Y todo amparado en el noble derecho a la información. ¿Se imaginan ustedes las cámaras de CNN transmitiendo en directo las imágenes más escabrosas de los efectos de la Peste Negra en Europa durante el siglo XIV?
No les quepa duda: como mínimo, nos habríamos privado de buena parte de la obra plástica de Barna da Siena, Bartolo di Fredi, Luca di Tommé y Andrea Banni, que recrearon en sus cuadros los estados del alma de quienes sentían que su divinidad había decidido exterminarlos por alguna causa desconocida.
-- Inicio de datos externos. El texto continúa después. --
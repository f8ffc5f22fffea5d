//! CSV-driven generation pipeline.
//!
//! Reads transaction rows, validates every one of them, and only then hands
//! the batch to the [`FileAssembler`]. A single bad row aborts the run.

use crate::assembler::{AchFile, FileAssembler, FileContext};
use crate::config::OriginatorConfig;
use crate::error::{AchError, Result};
use crate::transaction::{Transaction, TransactionRecord};
use csv::{ReaderBuilder, Trim};
use log::{debug, warn};
use std::io::Read;

/// Turns a CSV of pending transactions into an ACH file.
#[derive(Debug, Clone)]
pub struct AchEngine {
    assembler: FileAssembler,
}

impl AchEngine {
    /// Creates an engine for the given originator.
    pub fn new(config: OriginatorConfig) -> Result<Self> {
        Ok(AchEngine {
            assembler: FileAssembler::new(config)?,
        })
    }

    /// Reads and validates every transaction row.
    ///
    /// Errors carry the 1-based data row number (the header is row 1).
    pub fn read_transactions<R: Read>(&self, reader: R) -> Result<Vec<Transaction>> {
        let mut csv_reader = ReaderBuilder::new()
            .trim(Trim::All)
            .flexible(true)
            .from_reader(reader);

        let mut transactions = Vec::new();
        for (row_idx, result) in csv_reader.deserialize::<TransactionRecord>().enumerate() {
            let row_num = row_idx + 2; // 1-indexed, accounting for header row

            let record = result.map_err(|e| {
                warn!("Row {}: CSV parse error: {}", row_num, e);
                AchError::InvalidRecord {
                    row: row_num,
                    message: e.to_string(),
                }
            })?;

            let tx = record.parse().map_err(|e| {
                warn!("Row {}: {}", row_num, e);
                AchError::InvalidRecord {
                    row: row_num,
                    message: e.to_string(),
                }
            })?;

            debug!(
                "Row {}: {} {} for account {}",
                row_num,
                tx.transaction_type(),
                tx.amount(),
                tx.account_number()
            );
            transactions.push(tx);
        }

        Ok(transactions)
    }

    /// Reads a CSV batch and assembles the file.
    pub fn generate<R: Read>(&self, reader: R, context: &FileContext) -> Result<AchFile> {
        let transactions = self.read_transactions(reader)?;
        self.assembler.assemble(&transactions, context)
    }

    pub fn assembler(&self) -> &FileAssembler {
        &self.assembler
    }
}

#[cfg(test)]
mod tests {
    use super::*;
    use chrono::NaiveDate;
    use std::io::Cursor;

    fn engine() -> AchEngine {
        AchEngine::new(OriginatorConfig::default()).unwrap()
    }

    fn context() -> FileContext {
        FileContext::new(
            NaiveDate::from_ymd_opt(2024, 3, 7)
                .unwrap()
                .and_hms_opt(9, 30, 0)
                .unwrap(),
        )
    }

    #[test]
    fn test_reads_all_columns() {
        let csv = r#"routing_number,account_number,amount,transaction_type,individual_id,individual_name
123456789,9876543210,100.50,CREDIT,CUST001,John Doe
987654321,1234567890,75.25,debit,,"#;

        let txs = engine().read_transactions(Cursor::new(csv)).unwrap();
        assert_eq!(txs.len(), 2);
        assert_eq!(txs[0].individual_id(), Some("CUST001"));
        assert_eq!(txs[0].individual_name(), Some("John Doe"));
        assert_eq!(txs[1].individual_id(), None);
        assert_eq!(txs[1].amount().cents(), 7525);
    }

    #[test]
    fn test_optional_columns_may_be_omitted() {
        let csv = "routing_number,account_number,amount,transaction_type\n\
                   123456789,9876543210,1.00,CREDIT\n";

        let txs = engine().read_transactions(Cursor::new(csv)).unwrap();
        assert_eq!(txs.len(), 1);
        assert_eq!(txs[0].individual_name(), None);
    }

    #[test]
    fn test_whitespace_handling() {
        let csv = "routing_number, account_number, amount, transaction_type\n\
                   123456789 , 9876543210 , 1.00 , Credit\n";

        let txs = engine().read_transactions(Cursor::new(csv)).unwrap();
        assert_eq!(txs[0].routing_number(), "123456789");
        assert_eq!(txs[0].account_number(), "9876543210");
    }

    #[test]
    fn test_bad_row_reports_row_number() {
        let csv = r#"routing_number,account_number,amount,transaction_type
123456789,9876543210,1.00,CREDIT
1234,9876543210,1.00,CREDIT"#;

        let err = engine().read_transactions(Cursor::new(csv)).unwrap_err();
        assert!(matches!(err, AchError::InvalidRecord { row: 3, .. }));
    }

    #[test]
    fn test_generate_sample() {
        let csv = r#"routing_number,account_number,amount,transaction_type
123456789,9876543210,100.50,CREDIT
987654321,1234567890,75.25,DEBIT"#;

        let file = engine().generate(Cursor::new(csv), &context()).unwrap();
        assert_eq!(file.records().len(), 10);
        assert_eq!(file.summary().entry_hash, 111_111_110);
    }

    #[test]
    fn test_generate_header_only_is_empty_batch() {
        let csv = "routing_number,account_number,amount,transaction_type\n";
        let err = engine().generate(Cursor::new(csv), &context()).unwrap_err();
        assert!(matches!(err, AchError::EmptyBatch));
    }
}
Aspectos estéticos aparte, no he visto en los medios de comunicación muestra alguna de sensatez. Nadie que le explique a la gente que los virus y las bacterias no son agentes de alguna cruzada demoníaca. Son seres vivos, y al parecer inteligentes, que luchan como nosotros y con nosotros por su propia supervivencia.
Si en un momento dado nuestro organismo se convierte en campo de batalla, eso ya es otro asunto.
Primero con extractos de plantas y sustancias de origen animal, y más tarde con armas químicas, los humanos hemos desencadenado batallas devastadoras contra esos organismos invisibles.
Todas las victorias han sido provisionales y fugaces.
Porque ellos responden, faltaba más. Su ingenio es inagotable. Mutan, se disfrazan emigran y a menudo se vuelven invulnerables ante los ataques del enemigo.
Al final, habrá alguien que se lucre del pánico. Sucede siempre en esos casos. Si volvemos unas cuantas páginas atrás, al año 2009, encontraremos igual tratamiento informativo para la aparición del virus conocido como H1N1 o Influenza Porcina. Una vez desatado el miedo, los laboratorios se encargaron de poner en el mercado miles de millones de dosis de vacunas para prevenir el mal.
Sólo después de consumada la venta, nos explicaron que era apenas una más entre la infinita cadena de mutaciones de los seres vivos, entre los que se cuentan virus y bacterias.
Si se han fijado, notarán el énfasis de los medios en el hecho de que el virus se originó en China. Como cuando dicen, sin venir a cuento, que el crimen lo cometió un negro o un musulmán.
Es la irresponsabilidad disfrazada de rigor.
Puede ser sugestión mía, pero ese dato adicional sobre el origen del mal puede sumar audiencias y por lo tanto vendedores y compradores en esta nueva cruzada del pánico.